- **DATA SUPPLIED**
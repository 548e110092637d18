//! Repository discovery.
//!
//! Walks the configured roots looking for version-control marker directories.
//! The walk is lazy: [`DiscoveryIter`] pulls directory entries on demand, so a
//! consumer that stops early never pays for the rest of the tree.

use std::collections::{HashSet, VecDeque};
use std::path::{Path, PathBuf};
use std::sync::Arc;

use serde::{Deserialize, Serialize};
use tracing::{debug, warn};
use walkdir::WalkDir;

use crate::config::DiscoveryConfig;
use crate::error::Result;
use super::exclusion::ExclusionRules;

/// A repository root found during discovery
#[derive(Debug, Clone, PartialEq, Eq, Serialize, Deserialize)]
pub struct DiscoveredRoot {
    /// Canonical path of the working tree root
    pub root: PathBuf,
    /// Marker directory that identified it (e.g. ".git")
    pub marker: String,
    /// True when the root sits inside another yielded repository
    pub nested: bool,
}

/// Non-fatal problem encountered while walking
#[derive(Debug, Clone, PartialEq, Eq, Serialize, Deserialize)]
pub struct DiscoveryWarning {
    pub path: PathBuf,
    pub message: String,
}

pub struct RepositoryDiscoverer {
    roots: Vec<PathBuf>,
    rules: Arc<ExclusionRules>,
    markers: Vec<String>,
    include_nested: bool,
    follow_symlinks: bool,
}

impl RepositoryDiscoverer {
    pub fn new(config: &DiscoveryConfig) -> Result<Self> {
        Ok(Self::with_rules(
            config,
            Arc::new(ExclusionRules::new(&config.exclude_patterns)?),
        ))
    }

    pub fn with_rules(config: &DiscoveryConfig, rules: Arc<ExclusionRules>) -> Self {
        Self {
            roots: config.roots.clone(),
            rules,
            markers: config.markers.clone(),
            include_nested: config.include_nested,
            follow_symlinks: config.follow_symlinks,
        }
    }

    /// Start a fresh walk. Each call restarts discovery from the first root.
    pub fn iter(&self) -> DiscoveryIter<'_> {
        let mut warnings = Vec::new();
        let mut canonical = Vec::new();

        for root in &self.roots {
            match root.canonicalize() {
                Ok(path) if path.is_dir() => canonical.push(path),
                Ok(path) => warnings.push(DiscoveryWarning {
                    path,
                    message: "root is not a directory".to_string(),
                }),
                Err(e) => warnings.push(DiscoveryWarning {
                    path: root.clone(),
                    message: format!("unreadable root: {}", e),
                }),
            }
        }

        // Outer roots first; a root inside another root is already covered by it.
        canonical.sort();
        canonical.dedup();
        let mut pending = VecDeque::new();
        for root in canonical {
            if !pending.iter().any(|outer: &PathBuf| root.starts_with(outer)) {
                pending.push_back(root);
            }
        }

        for w in &warnings {
            warn!("Skipping root {}: {}", w.path.display(), w.message);
        }

        DiscoveryIter {
            discoverer: self,
            readable_roots: pending.len(),
            pending_roots: pending,
            current: None,
            yielded: Vec::new(),
            seen: HashSet::new(),
            warnings,
        }
    }

    fn marker_of(&self, dir: &Path) -> Option<&str> {
        self.markers
            .iter()
            .find(|m| dir.join(m.as_str()).is_dir())
            .map(String::as_str)
    }

    fn is_marker_name(&self, name: &str) -> bool {
        self.markers.iter().any(|m| m == name)
    }
}

pub struct DiscoveryIter<'a> {
    discoverer: &'a RepositoryDiscoverer,
    pending_roots: VecDeque<PathBuf>,
    current: Option<(PathBuf, walkdir::IntoIter)>,
    yielded: Vec<PathBuf>,
    seen: HashSet<PathBuf>,
    warnings: Vec<DiscoveryWarning>,
    readable_roots: usize,
}

impl<'a> DiscoveryIter<'a> {
    pub fn warnings(&self) -> &[DiscoveryWarning] {
        &self.warnings
    }

    pub fn into_warnings(self) -> Vec<DiscoveryWarning> {
        self.warnings
    }

    /// Number of roots that could be opened for walking
    pub fn readable_roots(&self) -> usize {
        self.readable_roots
    }

    fn record(&mut self, path: PathBuf, message: String) {
        warn!("Skipping {}: {}", path.display(), message);
        self.warnings.push(DiscoveryWarning { path, message });
    }
}

impl<'a> Iterator for DiscoveryIter<'a> {
    type Item = DiscoveredRoot;

    fn next(&mut self) -> Option<Self::Item> {
        loop {
            if self.current.is_none() {
                let root = self.pending_roots.pop_front()?;
                debug!("Walking {}", root.display());
                let walker = WalkDir::new(&root)
                    .follow_links(self.discoverer.follow_symlinks)
                    .sort_by_file_name()
                    .into_iter();
                self.current = Some((root, walker));
            }

            let next_entry = match self.current.as_mut() {
                Some((_, walker)) => walker.next(),
                None => continue,
            };

            let entry = match next_entry {
                None => {
                    self.current = None;
                    continue;
                }
                Some(Err(err)) => {
                    let path = err
                        .path()
                        .map(Path::to_path_buf)
                        .unwrap_or_else(|| PathBuf::from("<unknown>"));
                    let message = match err.loop_ancestor() {
                        Some(ancestor) => format!("symlink loop back to {}", ancestor.display()),
                        None => err
                            .io_error()
                            .map(|e| e.to_string())
                            .unwrap_or_else(|| err.to_string()),
                    };
                    self.record(path, message);
                    continue;
                }
                Some(Ok(entry)) => entry,
            };

            if !entry.file_type().is_dir() {
                continue;
            }

            let discoverer = self.discoverer;
            let Some((walk_root, walker)) = self.current.as_mut() else {
                continue;
            };

            let name = entry.file_name().to_string_lossy();
            if entry.depth() > 0 && discoverer.is_marker_name(&name) {
                walker.skip_current_dir();
                continue;
            }

            let rel = entry.path().strip_prefix(walk_root.as_path()).unwrap_or(entry.path());
            if discoverer.rules.is_excluded(rel) {
                debug!("Excluded {}", entry.path().display());
                walker.skip_current_dir();
                continue;
            }

            let Some(marker) = discoverer.marker_of(entry.path()) else {
                continue;
            };

            let canonical = entry
                .path()
                .canonicalize()
                .unwrap_or_else(|_| entry.path().to_path_buf());
            let nested = self
                .yielded
                .iter()
                .any(|outer| canonical != *outer && canonical.starts_with(outer));

            if !discoverer.include_nested {
                walker.skip_current_dir();
            }
            if !self.seen.insert(canonical.clone()) || (nested && !discoverer.include_nested) {
                continue;
            }

            self.yielded.push(canonical.clone());
            return Some(DiscoveredRoot {
                root: canonical,
                marker: marker.to_string(),
                nested,
            });
        }
    }
}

- **WORK TASK**
If a line in the material above contains the word "impl", copy it.

- **SOLUTION FOR THIS TASK**
impl RepositoryDiscoverer {
impl<'a> DiscoveryIter<'a> {
impl<'a> Iterator for DiscoveryIter<'a> {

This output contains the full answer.